Per trovarla bisognerebbe, però, ammettere che un problema c’è. Che Milano è la settimana della moda dove i cast delle sfilate sono i più omogenei – qui il report di The Fashion Spot – e cioè principalmente formati da modelle e modelli caucasici, oppure che tra i lavoratori del settore, giornalisti come buyer, gli italiani non bianchi si contano sulle dita di una (sola) mano. Le seconde generazioni sono ancora troppo giovani? I figli degli immigrati nati e cresciuti in Italia forse non riconoscono ancora la moda, seconda industria del Paese e uno dei pochi vanti che ci caratterizza all’estero, come un luogo dove poter proiettare il loro futuro? Come mai? Ah giusto, perché non ci sono dati ufficiali sulle minoranze in Italia, tanto per cominciare, come ha scritto Oluboyo Victoria Inioluwa su i-D. Perché marchi e istituzioni di categoria, infine, non riconoscono il danno che arreca al settore il dimostrarsi così monolitici e incapaci di elaborare delle risposte? Il problema dell’accesso all’industria, d’altra parte, non riguarda certo solo le minoranze: la difficile storia accademica della materia moda nella scuola e nell’università italiana si è tradotta nel proliferare di scuole private, in alcuni casi ottime ma costosissime, frequentate perlopiù da ricchi studenti stranieri che difficilmente rimangono nel nostro Paese. Se allora è vero che il made in Italy è un metodo, di galileiana memoria, sì radicato in Italia ma internazionale per vocazione, non molto è stato fatto per promuoverlo nel concreto tra le nuove generazioni e garantirci così la sua sopravvivenza, e l’osservare le prime file delle sfilate nella sezione italiana, piene di persone decisamente più in là con l’età rispetto agli altri Paesi e spesso maschi, la dice lunga su quanto questo settore sia davvero inclusivo.

Il razzismo in Italia è diverso da quello statunitense o, per dire, da quello belga o giapponese, e sovrapporre la storia e le esperienze di Paesi diversi non serve a molto, intruppare nello stesso gruppo l’impero romano, il Ku Klux Klan e i colonialisti europei neanche, ma è assurdo negare che esista o che sia “migliore” di quello del vicino.

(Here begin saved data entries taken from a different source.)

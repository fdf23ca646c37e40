//! Category similarity matcher.
//!
//! Prefers the database-native nearest-neighbor operator and falls back to
//! a bounded in-memory scan when the extension is missing or a native
//! query fails at runtime. The strategy is probed once at construction;
//! a per-call native failure falls back without flipping the strategy.

use std::cmp::Ordering;
use std::sync::Arc;

use tracing::{debug, info, warn};
use uuid::Uuid;

use mailsort_core::{
    Category, CategoryRepository, EmbeddingStats, MatchStrategy, Result,
};

use crate::similarity::cosine_similarity;

/// Matches query embeddings against stored category embeddings.
pub struct SimilarityMatcher {
    categories: Arc<dyn CategoryRepository>,
    strategy: MatchStrategy,
    max_scan: i64,
}

impl SimilarityMatcher {
    /// Create a matcher, probing the repository once for native search
    /// support.
    pub async fn probe(categories: Arc<dyn CategoryRepository>, max_scan: i64) -> Result<Self> {
        let native = categories.supports_native_search().await.unwrap_or(false);
        let strategy = if native {
            MatchStrategy::Pgvector
        } else {
            MatchStrategy::InMemory
        };

        info!(
            subsystem = "match",
            component = "matcher",
            op = "probe",
            strategy = %strategy,
            max_scan,
            "Similarity matcher initialized"
        );

        Ok(Self {
            categories,
            strategy,
            max_scan,
        })
    }

    /// The strategy chosen at construction.
    pub fn strategy(&self) -> MatchStrategy {
        self.strategy
    }

    /// Find categories similar to `query`, descending by similarity.
    ///
    /// A zero-norm query returns no matches without touching the store.
    pub async fn find_similar(
        &self,
        query: &[f32],
        threshold: f32,
        limit: i64,
    ) -> Result<Vec<(Category, f32)>> {
        if query.iter().all(|x| *x == 0.0) {
            debug!(
                subsystem = "match",
                component = "matcher",
                op = "find_similar",
                "Zero-norm query, skipping search"
            );
            return Ok(vec![]);
        }

        if self.strategy == MatchStrategy::Pgvector {
            match self
                .categories
                .find_similar_native(query, threshold, limit)
                .await
            {
                Ok(matches) => return Ok(matches),
                Err(e) => {
                    warn!(
                        subsystem = "match",
                        component = "matcher",
                        op = "find_similar",
                        error = %e,
                        "Native search failed, falling back to in-memory scan"
                    );
                }
            }
        }

        self.scan_in_memory(query, threshold, limit).await
    }

    /// Overwrite a category's stored embedding.
    pub async fn add_embedding(&self, id: Uuid, embedding: &[f32]) -> Result<()> {
        self.categories.update_embedding(id, embedding).await
    }

    /// Embedding coverage statistics.
    pub async fn stats(&self) -> Result<EmbeddingStats> {
        let total = self.categories.count().await?;
        let with_embeddings = self.categories.count_with_embeddings().await?;
        let coverage = if total > 0 {
            with_embeddings as f64 / total as f64
        } else {
            0.0
        };

        Ok(EmbeddingStats {
            total_categories: total,
            categories_with_embeddings: with_embeddings,
            embedding_coverage: coverage,
            strategy: self.strategy,
        })
    }

    async fn scan_in_memory(
        &self,
        query: &[f32],
        threshold: f32,
        limit: i64,
    ) -> Result<Vec<(Category, f32)>> {
        let candidates = self.categories.list(0, self.max_scan).await?;

        let mut matches: Vec<(Category, f32)> = Vec::new();
        for category in candidates {
            let Some(embedding) = category.embedding.as_deref() else {
                warn!(
                    subsystem = "match",
                    component = "matcher",
                    op = "scan",
                    category_name = %category.name,
                    "Category has no embedding, skipping"
                );
                continue;
            };
            if embedding.len() != query.len() {
                warn!(
                    subsystem = "match",
                    component = "matcher",
                    op = "scan",
                    category_name = %category.name,
                    expected = query.len(),
                    actual = embedding.len(),
                    "Embedding dimension mismatch, skipping"
                );
                continue;
            }

            let score = cosine_similarity(query, embedding);
            if score >= threshold {
                matches.push((category, score));
            }
        }

        // Stable sort: equal scores keep insertion order
        matches.sort_by(|a, b| b.1.partial_cmp(&a.1).unwrap_or(Ordering::Equal));
        matches.truncate(limit.max(0) as usize);
        Ok(matches)
    }
}

#[cfg(test)]
mod tests {
    use super::*;
    use chrono::Utc;
    use mailsort_db::test_fixtures::InMemoryCategoryRepository;

    fn category(name: &str, embedding: Option<Vec<f32>>) -> Category {
        Category {
            id: Uuid::new_v4(),
            name: name.to_string(),
            description: None,
            embedding,
            email_count: 0,
            sample_content: None,
            created_at: Utc::now(),
        }
    }

    async fn matcher_with(
        categories: Vec<Category>,
    ) -> (SimilarityMatcher, Arc<InMemoryCategoryRepository>) {
        let repo = Arc::new(InMemoryCategoryRepository::new());
        for c in categories {
            repo.seed(c);
        }
        let matcher = SimilarityMatcher::probe(repo.clone(), 1000).await.unwrap();
        (matcher, repo)
    }

    #[tokio::test]
    async fn test_in_memory_strategy_without_native_support() {
        let (matcher, _) = matcher_with(vec![]).await;
        assert_eq!(matcher.strategy(), MatchStrategy::InMemory);
    }

    #[tokio::test]
    async fn test_find_similar_orders_descending() {
        let (matcher, _) = matcher_with(vec![
            category("far", Some(vec![0.5, 1.0])),
            category("near", Some(vec![1.0, 0.1])),
        ])
        .await;

        let matches = matcher.find_similar(&[1.0, 0.0], 0.1, 10).await.unwrap();
        assert_eq!(matches.len(), 2);
        assert_eq!(matches[0].0.name, "near");
        assert!(matches[0].1 > matches[1].1);
    }

    #[tokio::test]
    async fn test_threshold_filters_weak_matches() {
        let (matcher, _) = matcher_with(vec![
            category("strong", Some(vec![1.0, 0.0])),
            category("weak", Some(vec![0.0, 1.0])),
        ])
        .await;

        let matches = matcher.find_similar(&[1.0, 0.0], 0.7, 10).await.unwrap();
        assert_eq!(matches.len(), 1);
        assert_eq!(matches[0].0.name, "strong");
    }

    #[tokio::test]
    async fn test_limit_truncates() {
        let (matcher, _) = matcher_with(vec![
            category("a", Some(vec![1.0, 0.0])),
            category("b", Some(vec![0.9, 0.1])),
            category("c", Some(vec![0.8, 0.2])),
        ])
        .await;

        let matches = matcher.find_similar(&[1.0, 0.0], 0.1, 2).await.unwrap();
        assert_eq!(matches.len(), 2);
    }

    #[tokio::test]
    async fn test_zero_query_skips_store() {
        let (matcher, repo) = matcher_with(vec![category("a", Some(vec![1.0, 0.0]))]).await;

        let matches = matcher.find_similar(&[0.0, 0.0], 0.0, 10).await.unwrap();
        assert!(matches.is_empty());
        assert_eq!(repo.list_calls(), 0);
    }

    #[tokio::test]
    async fn test_scan_skips_missing_and_mismatched_embeddings() {
        let (matcher, _) = matcher_with(vec![
            category("no-embedding", None),
            category("wrong-dim", Some(vec![1.0, 0.0, 0.0])),
            category("good", Some(vec![1.0, 0.0])),
        ])
        .await;

        let matches = matcher.find_similar(&[1.0, 0.0], 0.5, 10).await.unwrap();
        assert_eq!(matches.len(), 1);
        assert_eq!(matches[0].0.name, "good");
    }

    #[tokio::test]
    async fn test_stats_coverage() {
        let (matcher, _) = matcher_with(vec![
            category("a", Some(vec![1.0, 0.0])),
            category("b", None),
        ])
        .await;

        let stats = matcher.stats().await.unwrap();
        assert_eq!(stats.total_categories, 2);
        assert_eq!(stats.categories_with_embeddings, 1);
        assert!((stats.embedding_coverage - 0.5).abs() < 1e-9);
        assert_eq!(stats.strategy, MatchStrategy::InMemory);
    }

    #[tokio::test]
    async fn test_stats_empty_store() {
        let (matcher, _) = matcher_with(vec![]).await;
        let stats = matcher.stats().await.unwrap();
        assert_eq!(stats.embedding_coverage, 0.0);
    }
}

Al Daily Beast, alcuni insider hanno raccontato com’è lavorare nella moda a Milano dal loro punto di vista di italiani non bianchi: tra resoconti di feste in black face – e ci sorprendiamo di Rai 1? – che viene da chiedersi come si possa lavorare in questo settore ed essere così beatamente inconsci del significato di simboli e maschere, non fosse altro per furbizia di marketing, a campagne di attivazione social e cene di gala dove, nonostante il gran parlare di inclusività e rappresentazione, son tutti uguali. Eppure basta farsi un giro su Instagram per trovarci un sacco di volti che raccontano un’Italia diversa, fuor di retorica: dove media, scuola e associazioni rimangono indietro, i social, ci piaccia o meno, dimostrano che la società si muove, anzi si è mossa, e che siamo noi a non averlo compreso per tempo. Quando inizieremo a farlo?